### EXERCISE GOAL
Exact copies of all the lines below are required.

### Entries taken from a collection
------------------------------

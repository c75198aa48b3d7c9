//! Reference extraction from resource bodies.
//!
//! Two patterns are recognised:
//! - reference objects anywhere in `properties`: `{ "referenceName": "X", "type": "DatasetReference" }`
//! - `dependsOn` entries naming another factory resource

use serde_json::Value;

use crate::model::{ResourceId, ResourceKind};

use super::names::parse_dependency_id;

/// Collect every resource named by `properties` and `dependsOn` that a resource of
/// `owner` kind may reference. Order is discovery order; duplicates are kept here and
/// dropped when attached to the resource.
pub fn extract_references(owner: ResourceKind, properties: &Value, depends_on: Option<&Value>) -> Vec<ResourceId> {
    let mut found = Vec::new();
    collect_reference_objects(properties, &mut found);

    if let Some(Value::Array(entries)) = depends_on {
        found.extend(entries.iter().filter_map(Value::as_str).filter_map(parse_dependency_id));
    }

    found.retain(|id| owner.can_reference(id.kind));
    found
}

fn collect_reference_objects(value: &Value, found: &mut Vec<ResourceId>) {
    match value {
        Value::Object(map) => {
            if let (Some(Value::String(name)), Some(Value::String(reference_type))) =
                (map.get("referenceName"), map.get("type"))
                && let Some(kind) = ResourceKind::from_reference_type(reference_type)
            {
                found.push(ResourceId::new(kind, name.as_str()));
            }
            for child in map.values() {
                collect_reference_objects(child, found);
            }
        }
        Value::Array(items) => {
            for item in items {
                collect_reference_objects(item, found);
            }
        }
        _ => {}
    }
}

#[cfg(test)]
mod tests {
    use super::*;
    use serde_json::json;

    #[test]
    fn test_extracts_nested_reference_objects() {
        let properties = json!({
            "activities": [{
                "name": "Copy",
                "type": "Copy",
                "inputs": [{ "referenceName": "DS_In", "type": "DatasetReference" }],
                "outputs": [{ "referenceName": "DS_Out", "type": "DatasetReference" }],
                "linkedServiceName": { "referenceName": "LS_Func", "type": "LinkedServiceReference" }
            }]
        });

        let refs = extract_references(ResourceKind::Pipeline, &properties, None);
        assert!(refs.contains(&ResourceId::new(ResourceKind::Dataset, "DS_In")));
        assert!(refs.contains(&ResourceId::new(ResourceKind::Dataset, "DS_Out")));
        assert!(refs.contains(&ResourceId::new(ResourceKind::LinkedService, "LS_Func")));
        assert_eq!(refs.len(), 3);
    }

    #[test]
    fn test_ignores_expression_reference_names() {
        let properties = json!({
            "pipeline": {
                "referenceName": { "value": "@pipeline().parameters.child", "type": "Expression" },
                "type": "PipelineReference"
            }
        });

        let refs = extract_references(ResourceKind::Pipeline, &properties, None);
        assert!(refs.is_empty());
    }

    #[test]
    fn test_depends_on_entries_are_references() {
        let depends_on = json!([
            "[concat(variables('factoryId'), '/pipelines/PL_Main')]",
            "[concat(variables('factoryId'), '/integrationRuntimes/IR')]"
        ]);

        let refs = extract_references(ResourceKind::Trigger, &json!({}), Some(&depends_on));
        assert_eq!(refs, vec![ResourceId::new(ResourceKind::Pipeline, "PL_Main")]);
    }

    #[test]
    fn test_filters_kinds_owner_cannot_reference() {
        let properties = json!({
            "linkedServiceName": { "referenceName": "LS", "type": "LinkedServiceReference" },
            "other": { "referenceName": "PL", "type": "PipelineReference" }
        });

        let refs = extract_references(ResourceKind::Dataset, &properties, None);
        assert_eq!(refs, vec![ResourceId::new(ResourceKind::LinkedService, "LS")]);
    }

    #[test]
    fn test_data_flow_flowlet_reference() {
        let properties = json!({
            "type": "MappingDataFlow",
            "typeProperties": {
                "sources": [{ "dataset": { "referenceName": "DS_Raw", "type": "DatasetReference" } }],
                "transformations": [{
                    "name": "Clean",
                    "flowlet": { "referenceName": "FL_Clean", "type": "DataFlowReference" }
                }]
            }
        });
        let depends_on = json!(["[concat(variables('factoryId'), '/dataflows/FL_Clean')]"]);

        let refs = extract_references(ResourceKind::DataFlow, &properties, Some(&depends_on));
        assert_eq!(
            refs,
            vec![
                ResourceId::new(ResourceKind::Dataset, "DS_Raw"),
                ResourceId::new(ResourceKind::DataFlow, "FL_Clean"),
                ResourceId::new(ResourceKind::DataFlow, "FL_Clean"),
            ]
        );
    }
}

------------------------------

### YOUR SOLUTION
repository c75198aa48b3d7c9
//! Reference extraction from resource bodies.
//!
//! Two patterns are recognised:
//! - reference objects anywhere in `properties`: `{ "referenceName": "X", "type": "DatasetReference" }`
//! - `dependsOn` entries naming another factory resource

use serde_json::Value;

use crate::model::{ResourceId, ResourceKind};

use super::names::parse_dependency_id;

/// Collect every resource named by `properties` and `dependsOn` that a resource of
/// `owner` kind may reference. Order is discovery order; duplicates are kept here and
/// dropped when attached to the resource.
pub fn extract_references(owner: ResourceKind, properties: &Value, depends_on: Option<&Value>) -> Vec<ResourceId> {
    let mut found = Vec::new();
    collect_reference_objects(properties, &mut found);

    if let Some(Value::Array(entries)) = depends_on {
        found.extend(entries.iter().filter_map(Value::as_str).filter_map(parse_dependency_id));
    }

    found.retain(|id| owner.can_reference(id.kind));
    found
}

fn collect_reference_objects(value: &Value, found: &mut Vec<ResourceId>) {
    match value {
        Value::Object(map) => {
            if let (Some(Value::String(name)), Some(Value::String(reference_type))) =
                (map.get("referenceName"), map.get("type"))
                && let Some(kind) = ResourceKind::from_reference_type(reference_type)
            {
                found.push(ResourceId::new(kind, name.as_str()));
            }
            for child in map.values() {
                collect_reference_objects(child, found);
            }
        }
        Value::Array(items) => {
            for item in items {
                collect_reference_objects(item, found);
            }
        }
        _ => {}
    }
}

#[cfg(test)]
mod tests {
    use super::*;
    use serde_json::json;

    #[test]
    fn test_extracts_nested_reference_objects() {
        let properties = json!({
            "activities": [{
                "name": "Copy",
                "type": "Copy",
                "inputs": [{ "referenceName": "DS_In", "type": "DatasetReference" }],
                "outputs": [{ "referenceName": "DS_Out", "type": "DatasetReference" }],
                "linkedServiceName": { "referenceName": "LS_Func", "type": "LinkedServiceReference" }
            }]
        });

        let refs = extract_references(ResourceKind::Pipeline, &properties, None);
        assert!(refs.contains(&ResourceId::new(ResourceKind::Dataset, "DS_In")));
        assert!(refs.contains(&ResourceId::new(ResourceKind::Dataset, "DS_Out")));
        assert!(refs.contains(&ResourceId::new(ResourceKind::LinkedService, "LS_Func")));
        assert_eq!(refs.len(), 3);
    }

    #[test]
    fn test_ignores_expression_reference_names() {
        let properties = json!({
            "pipeline": {
                "referenceName": { "value": "@pipeline().parameters.child", "type": "Expression" },
                "type": "PipelineReference"
            }
        });

        let refs = extract_references(ResourceKind::Pipeline, &properties, None);
        assert!(refs.is_empty());
    }

    #[test]
    fn test_depends_on_entries_are_references() {
        let depends_on = json!([
            "[concat(variables('factoryId'), '/pipelines/PL_Main')]",
            "[concat(variables('factoryId'), '/integrationRuntimes/IR')]"
        ]);

        let refs = extract_references(ResourceKind::Trigger, &json!({}), Some(&depends_on));
        assert_eq!(refs, vec![ResourceId::new(ResourceKind::Pipeline, "PL_Main")]);
    }

    #[test]
    fn test_filters_kinds_owner_cannot_reference() {
        let properties = json!({
            "linkedServiceName": { "referenceName": "LS", "type": "LinkedServiceReference" },
            "other": { "referenceName": "PL", "type": "PipelineReference" }
        });

        let refs = extract_references(ResourceKind::Dataset, &properties, None);
        assert_eq!(refs, vec![ResourceId::new(ResourceKind::LinkedService, "LS")]);
    }

    #[test]
    fn test_data_flow_flowlet_reference() {
        let properties = json!({
            "type": "MappingDataFlow",
            "typeProperties": {
                "sources": [{ "dataset": { "referenceName": "DS_Raw", "type": "DatasetReference" } }],
                "transformations": [{
                    "name": "Clean",
                    "flowlet": { "referenceName": "FL_Clean", "type": "DataFlowReference" }
                }]
            }
        });
        let depends_on = json!(["[concat(variables('factoryId'), '/dataflows/FL_Clean')]"]);

        let refs = extract_references(ResourceKind::DataFlow, &properties, Some(&depends_on));
        assert_eq!(
            refs,
            vec![
                ResourceId::new(ResourceKind::Dataset, "DS_Raw"),
                ResourceId::new(ResourceKind::DataFlow, "FL_Clean"),
                ResourceId::new(ResourceKind::DataFlow, "FL_Clean"),
            ]
        );
    }
}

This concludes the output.